An improved medium for the isolation of enteric pathogens.

Taylor1 designed X.L.D. Agar to give improved isolation of shigellae without affecting salmonellae isolation and more recent studies have demonstrated its efficacy.2-6 Unlike most enteric pathogens, shigellae and providenciae do not ferment xylose, and although Salmonella and Arizona groups do, they are made to appear as non-xylose fermenters by the presence of lysine in the medium.

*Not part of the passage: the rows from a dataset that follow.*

// ============================================================================
// SHAPE RASTERIZATION - line / rectangle / circle to cell indices
// ============================================================================
//
// Every function here is pure: it returns the indices a shape covers and the
// caller decides what to paint. The grid is closed on both axes, so any
// sample outside [0, size) is dropped rather than clamped or wrapped.

use crate::canvas::index_in_grid;

/// Available shape primitives.
#[derive(Clone, Copy, Debug, PartialEq, Eq, Hash)]
pub enum ShapeKind {
    Line,
    Rectangle,
    Circle,
}

impl ShapeKind {
    pub fn label(&self) -> &'static str {
        match self {
            ShapeKind::Line => "Line",
            ShapeKind::Rectangle => "Rectangle",
            ShapeKind::Circle => "Circle",
        }
    }
}

/// How a shape is painted. Lines ignore it.
#[derive(Clone, Copy, Debug, Default, PartialEq, Eq)]
pub enum ShapeFillMode {
    #[default]
    Outline,
    Filled,
}

impl ShapeFillMode {
    pub fn label(&self) -> &'static str {
        match self {
            ShapeFillMode::Outline => "Outline",
            ShapeFillMode::Filled => "Filled",
        }
    }
}

/// A cell coordinate. May lie off the grid; rasterizers clip.
#[derive(Clone, Copy, Debug, Default, PartialEq, Eq, Hash)]
pub struct GridPoint {
    pub x: i32,
    pub y: i32,
}

impl GridPoint {
    pub const fn new(x: i32, y: i32) -> Self {
        Self { x, y }
    }

    pub fn from_index(index: usize, size: usize) -> Self {
        Self {
            x: (index % size) as i32,
            y: (index / size) as i32,
        }
    }

    pub fn to_index(self, size: usize) -> Option<usize> {
        index_in_grid(self.x, self.y, size)
    }
}

/// Dispatch on `kind`.
pub fn rasterize(
    kind: ShapeKind,
    start: GridPoint,
    end: GridPoint,
    size: usize,
    mode: ShapeFillMode,
) -> Vec<usize> {
    match kind {
        ShapeKind::Line => rasterize_line(start, end, size),
        ShapeKind::Rectangle => rasterize_rectangle(start, end, size, mode),
        ShapeKind::Circle => rasterize_circle(start, end, size, mode),
    }
}

/// Index of `(x, y)` for coordinates that may lie far outside `i32` grids.
fn cell(x: i64, y: i64, size: usize) -> Option<usize> {
    index_in_grid(i32::try_from(x).ok()?, i32::try_from(y).ok()?, size)
}

/// `lo..=hi` cut down to the grid's `0..size` on one axis.
fn clip(lo: i64, hi: i64, size: usize) -> std::ops::RangeInclusive<i64> {
    lo.max(0)..=hi.min(size as i64 - 1)
}

// ---------------------------------------------------------------------------
//  Line
// ---------------------------------------------------------------------------

/// Integer Bresenham from `start` to `end`, both endpoints included.
///
/// The minor coordinate at major step `k` has the closed form
/// `floor((2·minor·k + major) / (2·major))`, which is what the error-term
/// loop produces. Only the steps whose major coordinate lies on the grid
/// are visited, so the cost is bounded by the grid, not the segment.
pub fn rasterize_line(start: GridPoint, end: GridPoint, size: usize) -> Vec<usize> {
    let (x0, y0) = (start.x as i64, start.y as i64);
    let (x1, y1) = (end.x as i64, end.y as i64);
    let (a, b) = ((x1 - x0).abs(), (y1 - y0).abs());
    let sx = if x0 < x1 { 1 } else { -1 };
    let sy = if y0 < y1 { 1 } else { -1 };

    let x_major = a >= b;
    let (major, minor) = if x_major { (a, b) } else { (b, a) };
    let (origin, step) = if x_major { (x0, sx) } else { (y0, sy) };

    // Steps k in 0..=major with origin + step·k inside 0..size
    let (lo, hi) = if step > 0 {
        (-origin, size as i64 - 1 - origin)
    } else {
        (origin - (size as i64 - 1), origin)
    };
    let (lo, hi) = (lo.max(0), hi.min(major));

    let mut out = Vec::with_capacity(((hi - lo + 1).max(0) as usize).min(size * 2));
    for k in lo..=hi {
        let offset = if major == 0 {
            0
        } else {
            ((2 * minor as i128 * k as i128 + major as i128) / (2 * major as i128)) as i64
        };
        let (x, y) = if x_major {
            (x0 + sx * k, y0 + sy * offset)
        } else {
            (x0 + sx * offset, y0 + sy * k)
        };
        if let Some(i) = cell(x, y, size) {
            out.push(i);
        }
    }
    out
}

// ---------------------------------------------------------------------------
//  Rectangle
// ---------------------------------------------------------------------------

/// Rectangle spanning the bounding box of the two corners.
pub fn rasterize_rectangle(
    start: GridPoint,
    end: GridPoint,
    size: usize,
    mode: ShapeFillMode,
) -> Vec<usize> {
    let (min_x, max_x) = (start.x.min(end.x) as i64, start.x.max(end.x) as i64);
    let (min_y, max_y) = (start.y.min(end.y) as i64, start.y.max(end.y) as i64);
    let mut out = Vec::new();
    let mut push = |x: i64, y: i64| {
        if let Some(i) = cell(x, y, size) {
            out.push(i);
        }
    };

    match mode {
        ShapeFillMode::Filled => {
            for y in clip(min_y, max_y, size) {
                for x in clip(min_x, max_x, size) {
                    push(x, y);
                }
            }
        }
        ShapeFillMode::Outline => {
            for x in clip(min_x, max_x, size) {
                push(x, min_y);
            }
            // Side columns exclude the corner rows already emitted.
            for y in clip(min_y + 1, max_y - 1, size) {
                push(min_x, y);
                if max_x != min_x {
                    push(max_x, y);
                }
            }
            if max_y != min_y {
                for x in clip(min_x, max_x, size) {
                    push(x, max_y);
                }
            }
        }
    }
    out
}

// ---------------------------------------------------------------------------
//  Circle
// ---------------------------------------------------------------------------

/// Radius implied by dragging from `center` to `edge`.
pub fn circle_radius(center: GridPoint, edge: GridPoint) -> i64 {
    let dx = (edge.x as i64 - center.x as i64) as f64;
    let dy = (edge.y as i64 - center.y as i64) as f64;
    (dx * dx + dy * dy).sqrt().round() as i64
}

/// `sqrt(n)` rounded to the nearest integer.
fn round_sqrt(n: u128) -> i64 {
    let s = n.isqrt();
    // (s + 0.5)² = s² + s + 0.25
    if n - s * s > s { (s + 1) as i64 } else { s as i64 }
}

/// Circle centred on `start` passing (approximately) through `end`.
pub fn rasterize_circle(
    start: GridPoint,
    end: GridPoint,
    size: usize,
    mode: ShapeFillMode,
) -> Vec<usize> {
    let r = circle_radius(start, end);
    let (cx, cy) = (start.x as i64, start.y as i64);
    let r2 = (r as i128) * (r as i128);
    let mut out = Vec::new();

    match mode {
        ShapeFillMode::Filled => {
            for y in clip(cy - r, cy + r, size) {
                let dy = (y - cy) as i128;
                for x in clip(cx - r, cx + r, size) {
                    let dx = (x - cx) as i128;
                    if dx * dx + dy * dy <= r2 {
                        if let Some(i) = cell(x, y, size) {
                            out.push(i);
                        }
                    }
                }
            }
        }
        ShapeFillMode::Outline => {
            // Midpoint circle in closed form: in the first octant
            // x = round(sqrt(r² - y²)) while x >= y, mirrored eight ways.
            // A y only matters when one of its mirrored rows or columns
            // lands on the grid.
            let n = size as i64;
            let mut candidates: Vec<i64> = [
                (-cy, n - 1 - cy),
                (cy - (n - 1), cy),
                (-cx, n - 1 - cx),
                (cx - (n - 1), cx),
            ]
            .into_iter()
            .flat_map(|(lo, hi)| lo.max(0)..=hi.min(r))
            .collect();
            candidates.sort_unstable();
            candidates.dedup();

            // Octant points coincide on the axes and diagonals; keep first hit.
            let mut seen = vec![false; size * size];
            let mut push = |x: i64, y: i64| {
                if let Some(i) = cell(x, y, size) {
                    if !seen[i] {
                        seen[i] = true;
                        out.push(i);
                    }
                }
            };
            for y in candidates {
                let yy = y as i128;
                let x = round_sqrt((r2 - yy * yy).max(0) as u128);
                if x < y {
                    break;
                }
                push(cx + x, cy + y);
                push(cx + y, cy + x);
                push(cx - y, cy + x);
                push(cx - x, cy + y);
                push(cx - x, cy - y);
                push(cx - y, cy - x);
                push(cx + y, cy - x);
                push(cx + x, cy - y);
            }
        }
    }
    out
}

#[cfg(test)]
mod tests {
    use super::*;
    use std::collections::HashSet;

    fn p(x: i32, y: i32) -> GridPoint {
        GridPoint::new(x, y)
    }

    #[test]
    fn horizontal_line_covers_every_cell_once() {
        assert_eq!(rasterize_line(p(0, 0), p(3, 0), 4), vec![0, 1, 2, 3]);
        assert_eq!(rasterize_line(p(3, 0), p(0, 0), 4), vec![3, 2, 1, 0]);
    }

    #[test]
    fn diagonal_and_single_point_lines() {
        assert_eq!(rasterize_line(p(0, 0), p(3, 3), 4), vec![0, 5, 10, 15]);
        assert_eq!(rasterize_line(p(2, 1), p(2, 1), 4), vec![6]);
    }

    #[test]
    fn line_drops_off_grid_samples() {
        // Only x in 0..4 survive; nothing is clamped onto the edge.
        assert_eq!(rasterize_line(p(-2, 0), p(5, 0), 4), vec![0, 1, 2, 3]);
        assert!(rasterize_line(p(-5, -5), p(-1, -1), 4).is_empty());
    }

    #[test]
    fn steep_line_has_no_duplicates() {
        let cells = rasterize_line(p(1, 0), p(3, 9), 10);
        let unique: HashSet<_> = cells.iter().collect();
        assert_eq!(unique.len(), cells.len());
        assert_eq!(cells.len(), 10);
    }

    #[test]
    fn outline_rectangle_is_boundary_only() {
        let cells = rasterize_rectangle(p(1, 1), p(3, 3), 5, ShapeFillMode::Outline);
        let set: HashSet<_> = cells.iter().copied().collect();
        assert_eq!(cells.len(), 8);
        assert_eq!(set, HashSet::from([6, 7, 8, 11, 13, 16, 17, 18]));
        assert!(!set.contains(&12));
    }

    #[test]
    fn corners_may_be_given_in_any_order() {
        let a = rasterize_rectangle(p(3, 3), p(1, 1), 5, ShapeFillMode::Outline);
        let b = rasterize_rectangle(p(1, 1), p(3, 3), 5, ShapeFillMode::Outline);
        assert_eq!(a, b);
    }

    #[test]
    fn degenerate_rectangles_do_not_double_emit() {
        let row = rasterize_rectangle(p(0, 2), p(4, 2), 5, ShapeFillMode::Outline);
        assert_eq!(row, vec![10, 11, 12, 13, 14]);
        let col = rasterize_rectangle(p(1, 0), p(1, 3), 5, ShapeFillMode::Outline);
        assert_eq!(col, vec![1, 6, 11, 16]);
        let dot = rasterize_rectangle(p(2, 2), p(2, 2), 5, ShapeFillMode::Outline);
        assert_eq!(dot, vec![12]);
    }

    #[test]
    fn filled_rectangle_is_clipped() {
        let cells = rasterize_rectangle(p(-1, -1), p(1, 1), 4, ShapeFillMode::Filled);
        assert_eq!(cells, vec![0, 1, 4, 5]);
        let all = rasterize_rectangle(p(0, 0), p(3, 3), 4, ShapeFillMode::Filled);
        assert_eq!(all.len(), 16);
    }

    #[test]
    fn filled_circle_uses_rounded_radius() {
        // Distance sqrt(2) rounds to 1: a plus shape.
        let cells = rasterize_circle(p(2, 2), p(3, 3), 5, ShapeFillMode::Filled);
        let set: HashSet<_> = cells.into_iter().collect();
        assert_eq!(set, HashSet::from([7, 11, 12, 13, 17]));
    }

    #[test]
    fn zero_radius_circle_is_its_center() {
        assert_eq!(rasterize_circle(p(1, 1), p(1, 1), 4, ShapeFillMode::Filled), vec![5]);
        assert_eq!(rasterize_circle(p(1, 1), p(1, 1), 4, ShapeFillMode::Outline), vec![5]);
    }

    #[test]
    fn outline_circle_is_symmetric_and_unique() {
        let size = 21;
        let cells = rasterize_circle(p(10, 10), p(15, 10), size, ShapeFillMode::Outline);
        let set: HashSet<_> = cells.iter().copied().collect();
        assert_eq!(set.len(), cells.len());
        for &i in &cells {
            let q = GridPoint::from_index(i, size);
            let (dx, dy) = (q.x - 10, q.y - 10);
            let mirror = p(10 - dx, 10 + dy).to_index(size).unwrap();
            assert!(set.contains(&mirror));
            let d2 = dx * dx + dy * dy;
            assert!((16..=36).contains(&d2), "cell {dx},{dy} too far from the ring");
        }
        // Axis extremes are on the ring.
        assert!(set.contains(&p(15, 10).to_index(size).unwrap()));
        assert!(set.contains(&p(10, 5).to_index(size).unwrap()));
    }

    #[test]
    fn circle_is_clipped_at_grid_edge() {
        let cells = rasterize_circle(p(0, 0), p(2, 0), 4, ShapeFillMode::Outline);
        for &i in &cells {
            assert!(i < 16);
        }
        assert!(cells.contains(&2));
        assert!(cells.contains(&8));
    }

    #[test]
    fn line_across_the_whole_i32_range_is_clipped() {
        let cells = rasterize_line(p(i32::MIN, 0), p(i32::MAX, 0), 8);
        assert_eq!(cells, (0..8).collect::<Vec<_>>());
        let back = rasterize_line(p(i32::MAX, 7), p(i32::MIN, 7), 8);
        assert_eq!(back, (56..64).rev().collect::<Vec<_>>());
    }

    #[test]
    fn long_diagonal_through_the_grid_matches_short_one() {
        let long = rasterize_line(p(-1_000_000, -1_000_000), p(1_000_000, 1_000_000), 8);
        let short = rasterize_line(p(0, 0), p(7, 7), 8);
        assert_eq!(long, short);
    }

    #[test]
    fn huge_filled_rectangle_covers_grid_once() {
        let cells =
            rasterize_rectangle(p(-20_000, -20_000), p(20_000, 20_000), 8, ShapeFillMode::Filled);
        assert_eq!(cells, (0..64).collect::<Vec<_>>());
    }

    #[test]
    fn huge_outline_rectangle_around_grid_is_empty() {
        let cells = rasterize_rectangle(
            p(i32::MIN, i32::MIN),
            p(i32::MAX, i32::MAX),
            8,
            ShapeFillMode::Outline,
        );
        assert!(cells.is_empty());
        // Only the left edge crosses the grid.
        let edge = rasterize_rectangle(p(3, -50_000), p(90_000, 50_000), 8, ShapeFillMode::Outline);
        assert_eq!(edge, vec![3, 11, 19, 27, 35, 43, 51, 59]);
    }

    #[test]
    fn huge_filled_circle_covers_grid() {
        let cells = rasterize_circle(p(2, 2), p(50_000, 2), 8, ShapeFillMode::Filled);
        assert_eq!(cells, (0..64).collect::<Vec<_>>());
        let extreme = rasterize_circle(
            p(i32::MIN, i32::MIN),
            p(i32::MAX, i32::MAX),
            8,
            ShapeFillMode::Filled,
        );
        assert_eq!(extreme.len(), 64);
    }

    #[test]
    fn far_outline_circles_miss_the_grid() {
        // Ring wholly outside.
        let outside =
            rasterize_circle(p(-10_000, -10_000), p(-10_003, -10_000), 8, ShapeFillMode::Outline);
        assert!(outside.is_empty());
        // Grid wholly inside the ring.
        let inside = rasterize_circle(p(4, 4), p(50_000, 4), 8, ShapeFillMode::Outline);
        assert!(inside.is_empty());
    }

    #[test]
    fn huge_outline_circle_crossing_the_grid_is_a_thin_arc() {
        // Centre far left, ring passes through column 3.
        let cells = rasterize_circle(p(-99_997, 4), p(3, 4), 8, ShapeFillMode::Outline);
        assert!(cells.contains(&p(3, 4).to_index(8).unwrap()));
        let set: HashSet<_> = cells.iter().copied().collect();
        assert_eq!(set.len(), cells.len());
        for &i in &cells {
            let q = GridPoint::from_index(i, 8);
            assert!((2..=4).contains(&q.x), "arc strayed to column {}", q.x);
        }
    }
}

After fermentation of xylose is complete, lysine is decarboxylated and the colonies revert to an alkaline pH. Many other Gram negative xylose fermenters also ferment sucrose and/or lactose, so they do not revert to an alkaline pH.

Technical Formula

Directions
1. Suspend by swirling 53g of powder in 1 litre or the contents of the sachet in the stated volume of distilled or deionised water in a large flask.
2. Allow to stand for 15 minutes and bring to the boil until completely dissolved. DO NOT AUTOCLAVE.
3. Allow to cool to about 50ºC, mix well and pour plates.

In Use

The medium is inoculated with the sample and incubated for 18-24 hours. Non-xylose fermenters e.g. salmonellae and shigellae appear as red colonies. Certain salmonellae produce H2S and give black centred colonies, but some H2S producing non-pathogens do not, because of the acidity.
Commensal organisms, if they are not inhibited, ferment one of the sugars and so appear as yellow colonies. It is important that incubation is not continued beyond 24 hours as this allows reversion of pH in non-pathogens.